Two of the projects I want to put in my curriculum are videogames, two games that share the same world. I have already created the political map and I have some base of a story and a few characters in mind.

I have both some 3D assets and 2D assets and the skills to create more and I will learn how to animate them, I'm learning how to code and will be on my way to create the sound effects and music for these projects, I have already created 23 sound effects and short songs (less than 1 minute) but I plan on creating longer soundtracks.

$\endgroup$
3
  • $\begingroup$ hey Amadeus, I find your question interesting ! My two cents.. music is like language. A question can have too many answers. When people put questions about "how to call xyz in language abc" these are often regarded as off topic, or fishing for ideas. On the other hand, when a language question has cultural angles, say different species involved.. that would be WB.. I would advise don'go t ask for tune ideas or "how it sounds", You could eg ask how instruments must be designed/adjusted to fit your aliens.. or you could upload a song and let us judge plausibility, given the creature design. $\endgroup$
    – Goodies
    Dec 30, 2021 at 23:38
  • $\begingroup$ Et voilà.. no close votes yet :) worldbuilding.stackexchange.com/questions/222929/… $\endgroup$
    – Goodies
    Jan 23, 2022 at 1:50
  • $\begingroup$ And another one.. no ctv's yet, this is about musical instruments, worldbuilding.stackexchange.com/questions/225793/… $\endgroup$
    – Goodies
    Mar 16, 2022 at 19:15

4 Answers 4

8
$\begingroup$

That all depends on whether the questions you are asking are about building a fictional world or not. If you demonstrate worldbuilding purpose, and your question is otherwise a good fit for this site (not too broad, not too opinion based, etc...), then we're pretty open about the types of questions we allow on this site.

If you're unsure about whether a question is a good fit or you would like help revising a question before posting it to the main site you can always use the sandbox to get feedback.

$\endgroup$
1
3
$\begingroup$

Under this condition

That it's about building your world and not the game itself. That's quite an important distinction to make.

In the case of a game, I think it could happen if you make the music intradiegetic to it. In other words, that the music heard by the player can also be actually heard by characters. This make the choice of instruments important to your world on-top of the game, therefore on-topic. To give an example I've seen lately is the animation vs Minecraft video. It uses this kind of musical approach to introduce the fight ^^.

Another way of putting this is starting from music that could be played in your world, then use these as the bases for your music. E.g. : I have this village of people, what kind of music would they play (then, use the answers to make your own music in the same style).

There might be other cases I can't think of, in which case testing in the sandbox can be a good idea!

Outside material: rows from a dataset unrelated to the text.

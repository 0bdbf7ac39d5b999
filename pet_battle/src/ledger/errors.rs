//! Ledger error types.

use std::time::Duration;
use thiserror::Error;

/// Ledger, role registry and result log errors
#[derive(Debug, Error)]
pub enum LedgerError {
    /// Database error
    #[error("Database error: {0}")]
    Database(#[from] sqlx::Error),

    /// A debit would take the balance below zero
    #[error(
        "Insufficient balance for owner {owner} resource {resource_id}: available {available}, required {required}"
    )]
    InsufficientBalance {
        owner: i64,
        resource_id: i32,
        available: i64,
        required: i64,
    },

    /// Enrollment flag already points at another desk
    #[error("Role {role_id} already enrolled in {desk_id}")]
    AlreadyEnrolled { role_id: i64, desk_id: String },

    /// Invalid amount (zero deltas are rejected)
    #[error("Invalid amount: {0}")]
    InvalidAmount(i64),

    /// Balance overflow
    #[error("Balance overflow")]
    BalanceOverflow,

    /// Query or transaction did not finish in time
    #[error("Database operation timed out after {0:?}")]
    Timeout(Duration),
}

impl LedgerError {
    /// Get a client-safe error message that doesn't leak sensitive information
    pub fn client_message(&self) -> String {
        match self {
            LedgerError::Database(_) | LedgerError::Timeout(_) => {
                "Internal server error".to_string()
            }
            LedgerError::InsufficientBalance { .. } => "Insufficient balance".to_string(),
            LedgerError::AlreadyEnrolled { .. } => "Already enrolled in a battle".to_string(),
            _ => self.to_string(),
        }
    }
}

/// Result type for ledger operations
pub type LedgerResult<T> = Result<T, LedgerError>;
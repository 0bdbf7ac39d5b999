//! Battle error types.

use crate::ledger::LedgerError;
use crate::store::StoreError;
use thiserror::Error;

/// Battle errors
///
/// Three families: transient (`ServerBusy`, safe to retry), expected business
/// outcomes, and infrastructure failures (`Database`, `Store`) whose details
/// are never shown to clients.
#[derive(Debug, Error)]
pub enum BattleError {
    /// Unknown template or pet, or a malformed request
    #[error("Invalid parameters: {0}")]
    ParametersInvalid(String),

    /// Desk lock could not be acquired in time
    #[error("Server busy: {0}")]
    ServerBusy(String),

    /// Desk no longer exists or enrollment is stale
    #[error("Battle {0} already dismissed")]
    BattleAlreadyDismiss(String),

    #[error("Battle {0} already started")]
    BattleAlreadyStarted(String),

    #[error("Battle {0} registration is full")]
    BattleRegistrationFull(String),

    /// Entry requirements not met
    #[error("Not qualified for battle template {0}")]
    NotQualified(i32),

    #[error("Already joined battle {0}")]
    AlreadyJoinOtherBattle(String),

    #[error("Tutorial battle already completed")]
    TutorialCompleted,

    #[error("Not seated in battle {0}")]
    NotInBattle(String),

    #[error("Battle {0} has not started")]
    MatchNotStarted(String),

    #[error("Battle {0} has ended")]
    MatchEnded(String),

    #[error("Betting closed for round {0}")]
    BettingClosed(usize),

    #[error("Cell {0} already eliminated")]
    CellEliminated(i32),

    #[error("Cell {cell} out of range 1..={grid_count}")]
    CellOutOfRange { cell: i32, grid_count: i32 },

    #[error("Settlement not available yet for battle {0}")]
    SettlementPending(String),

    /// Ledger or result log failure
    #[error("Database error: {0}")]
    Database(LedgerError),

    /// Shared store failure
    #[error("Shared store error: {0}")]
    Store(StoreError),
}

impl BattleError {
    /// Stable code for clients
    pub fn code(&self) -> &'static str {
        match self {
            BattleError::ParametersInvalid(_) => "ParametersInvalid",
            BattleError::ServerBusy(_) => "ServerBusy",
            BattleError::BattleAlreadyDismiss(_) => "BattleAlreadyDismiss",
            BattleError::BattleAlreadyStarted(_) => "BattleAlreadyStarted",
            BattleError::BattleRegistrationFull(_) => "BattleRegistrationFull",
            BattleError::NotQualified(_) => "NotQualified",
            BattleError::AlreadyJoinOtherBattle(_) => "AlreadyJoinOtherBattle",
            BattleError::TutorialCompleted => "TutorialCompleted",
            BattleError::NotInBattle(_) => "NotInBattle",
            BattleError::MatchNotStarted(_) => "MatchNotStarted",
            BattleError::MatchEnded(_) => "MatchEnded",
            BattleError::BettingClosed(_) => "BettingClosed",
            BattleError::CellEliminated(_) => "CellEliminated",
            BattleError::CellOutOfRange { .. } => "CellOutOfRange",
            BattleError::SettlementPending(_) => "SettlementPending",
            BattleError::Database(_) => "DatabaseError",
            BattleError::Store(_) => "StoreError",
        }
    }

    /// Whether the caller may retry unchanged
    pub fn is_retryable(&self) -> bool {
        matches!(self, BattleError::ServerBusy(_))
    }

    /// Whether the error comes from infrastructure rather than game rules
    pub fn is_infrastructure(&self) -> bool {
        matches!(self, BattleError::Database(_) | BattleError::Store(_))
    }

    /// Get a client-safe error message that doesn't leak sensitive information
    pub fn client_message(&self) -> String {
        match self {
            BattleError::Database(_) | BattleError::Store(_) => {
                "Internal server error".to_string()
            }
            BattleError::ServerBusy(_) => "Server busy, please retry".to_string(),
            BattleError::AlreadyJoinOtherBattle(_) => {
                "Already joined another battle".to_string()
            }
            _ => self.to_string(),
        }
    }
}

impl From<StoreError> for BattleError {
    fn from(err: StoreError) -> Self {
        match err {
            StoreError::LockBusy(key) => BattleError::ServerBusy(key),
            other => BattleError::Store(other),
        }
    }
}

impl From<LedgerError> for BattleError {
    fn from(err: LedgerError) -> Self {
        match err {
            LedgerError::InsufficientBalance { .. } => BattleError::NotQualified(0),
            LedgerError::AlreadyEnrolled { desk_id, .. } => {
                BattleError::AlreadyJoinOtherBattle(desk_id)
            }
            other => BattleError::Database(other),
        }
    }
}

/// Result type for battle operations
pub type BattleResult<T> = Result<T, BattleError>;

#[cfg(test)]
mod tests {
    use super::*;

    #[test]
    fn test_lock_busy_maps_to_server_busy() {
        let err: BattleError = StoreError::LockBusy("lock/1-1".to_string()).into();
        assert!(matches!(err, BattleError::ServerBusy(_)));
        assert!(err.is_retryable());
        assert_eq!(err.code(), "ServerBusy");
    }

    #[test]
    fn test_store_errors_are_sanitized() {
        let err: BattleError = StoreError::Codec("bad bytes at offset 3".to_string()).into();
        assert!(err.is_infrastructure());
        assert_eq!(err.client_message(), "Internal server error");
    }

    #[test]
    fn test_insufficient_balance_is_not_qualified() {
        let err: BattleError = LedgerError::InsufficientBalance {
            owner: 1,
            resource_id: 101,
            available: 0,
            required: 1,
        }
        .into();
        assert_eq!(err.code(), "NotQualified");
    }

    #[test]
    fn test_business_errors_keep_their_message() {
        let err = BattleError::CellOutOfRange {
            cell: 9,
            grid_count: 6,
        };
        assert_eq!(err.client_message(), "Cell 9 out of range 1..=6");
        assert!(!err.is_infrastructure());
    }
}
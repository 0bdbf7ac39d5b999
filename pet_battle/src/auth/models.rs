//! Authentication data models.

use crate::battle::RoleId;
use serde::{Deserialize, Serialize};

/// JWT claims for access token
#[derive(Debug, Clone, Serialize, Deserialize)]
pub struct AccessTokenClaims {
    /// Role ID
    pub sub: RoleId,
    /// Expiration timestamp
    pub exp: i64,
    /// Issued at timestamp
    pub iat: i64,
}
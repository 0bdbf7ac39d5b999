//! HTTP API for the battle server.
//!
//! `GET /health` is public. The battle operations live under `/api/v1/battle/`,
//! take a JSON body by `POST` and require a bearer token:
//!
//! | Path | Operation |
//! |---|---|
//! | `match` | Join a desk of a template |
//! | `match_state` | Desk view while it forms |
//! | `leave` | Leave before the start, refunding the entry |
//! | `exit` | Withdraw from a running match |
//! | `bet` | Bet on a cell for the current round |
//! | `sync_score` | Current round's bets per cell |
//! | `round_result` | Poll the round state |
//! | `settlement` | Collect rewards |
//!
//! CORS is permissive; the game client is served from another origin.

pub mod battle;
pub mod middleware;
pub mod request_id;

use axum::{
    Router,
    extract::State,
    http::StatusCode,
    response::{IntoResponse, Json},
    routing::{get, post},
};
use pet_battle::{
    MatchCoordinator, auth::TokenVerifier, db::Database, store::SharedStore,
};
use serde_json::json;
use std::sync::Arc;
use tower_http::cors::CorsLayer;

/// Services shared by every handler
#[derive(Clone)]
pub struct AppState {
    pub coordinator: Arc<MatchCoordinator>,
    pub verifier: Arc<TokenVerifier>,
    pub store: Arc<dyn SharedStore>,
    /// Absent when running with the in-memory ledger
    pub database: Option<Database>,
}

/// Router with the health check, the authenticated battle routes, request
/// IDs and CORS
///
/// ```rust,no_run
/// # use pb_server::api::{create_router, AppState};
/// # async fn example(state: AppState) -> Result<(), Box<dyn std::error::Error>> {
/// let listener = tokio::net::TcpListener::bind("0.0.0.0:6969").await?;
/// axum::serve(listener, create_router(state)).await?;
/// # Ok(())
/// # }
/// ```
pub fn create_router(state: AppState) -> Router {
    let v1_routes = create_v1_router(state.clone());

    Router::new()
        .route("/health", get(health_check))
        .nest("/api/v1", v1_routes)
        .layer(axum::middleware::from_fn(request_id::assign_request_id))
        .layer(CorsLayer::permissive())
        .with_state(state)
}

/// Create API v1 router with all versioned endpoints.
fn create_v1_router(state: AppState) -> Router<AppState> {
    Router::new()
        .route("/battle/match", post(battle::match_battle))
        .route("/battle/match_state", post(battle::match_state))
        .route("/battle/leave", post(battle::leave))
        .route("/battle/exit", post(battle::exit))
        .route("/battle/bet", post(battle::bet))
        .route("/battle/sync_score", post(battle::sync_score))
        .route("/battle/round_result", post(battle::round_result))
        .route("/battle/settlement", post(battle::settlement))
        .layer(axum::middleware::from_fn_with_state(
            state,
            middleware::auth_middleware,
        ))
}

/// Health check endpoint for monitoring and load balancers.
///
/// Checks the shared store and, when configured, the database.
///
/// # Response
///
/// Returns `200 OK` if all components are healthy, or `503 Service Unavailable` if any component fails.
///
/// # Example
///
/// ```bash
/// curl http://localhost:6969/health
/// # {"status":"healthy","store":true,"database":true,"templates":3,"timestamp":"2026-01-02T10:30:00Z"}
/// ```
async fn health_check(State(state): State<AppState>) -> impl IntoResponse {
    let store_healthy = state.store.ping().await.is_ok();

    let database_healthy = match &state.database {
        Some(database) => database.ping().await,
        None => true,
    };

    let overall_healthy = store_healthy && database_healthy;

    let status_code = if overall_healthy {
        StatusCode::OK
    } else {
        StatusCode::SERVICE_UNAVAILABLE
    };

    let response = json!({
        "status": if overall_healthy { "healthy" } else { "unhealthy" },
        "version": env!("CARGO_PKG_VERSION"),
        "store": store_healthy,
        "database": database_healthy,
        "templates": state.coordinator.catalog().template_count(),
        "timestamp": chrono::Utc::now().to_rfc3339(),
    });

    (status_code, Json(response))
}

If what you want to ask is not a good fit here

You might want a look at game dev and music stack-exchanges. The first is dedicated to video games, so anything that relates to fitting music to a game (integration, matching pace, specific tools like Wwise or FMod...) would be a very good fit. I don't know much about the other, you might find some interesting things related to music composing in general. I would ask first on their meta for more details.

Side-note of my perspective

Since you're learning both animation, soundtrack and coding (and most probably game/level design!), I guess you're either a new one in the industry or a game designer. Or both 🐶. In any case, widening your skills is a good thing, especially if you can build up things to show at the same time. Remember however that there are other ways to fill up your portfolio than making all of your projects alone.

Game jams are a quite good example of this1, and you might want to look at local jams to find people who can fill the skills you don't necessarily have. Or if you are at a videogame school, taking some good time to polish your end-of-year project + internships can give some very serious results later on.

Why do I tell this? First, All of the above examples can tell you are able to work with a team, something which is even more looked for than raw technical skills :). Also, it's easy to get all hyped on a new project, but it's as easy to get overwhelmed if you start learning everything to make it x_x. Take each step one at a time to avoid becoming drowned in work, and don't hesitate to ask people here or there when you feel stuck on something. That's all I have to say (I think?).

1 : I hate to admit it, but I have to :/. Personal issues with those.

$\endgroup$
0
2
$\begingroup$

I've tried in the Sandbox.. but it's difficult

(Sandbox answer was removed, see final version below.. )

Main takeway from the comments: like story-building has no role on WB, the gamer plays no role on WB

Anything that emits from the loudspeaker is only audible to a game player, not in your world. On WB, it is not appropriate to start about your latest game-music, proposing a soundtrack for a game or something. It will be rejected, because the music is not actually inside the world that you build. The music happens in the real world, on a player's PC. So it is not relevant.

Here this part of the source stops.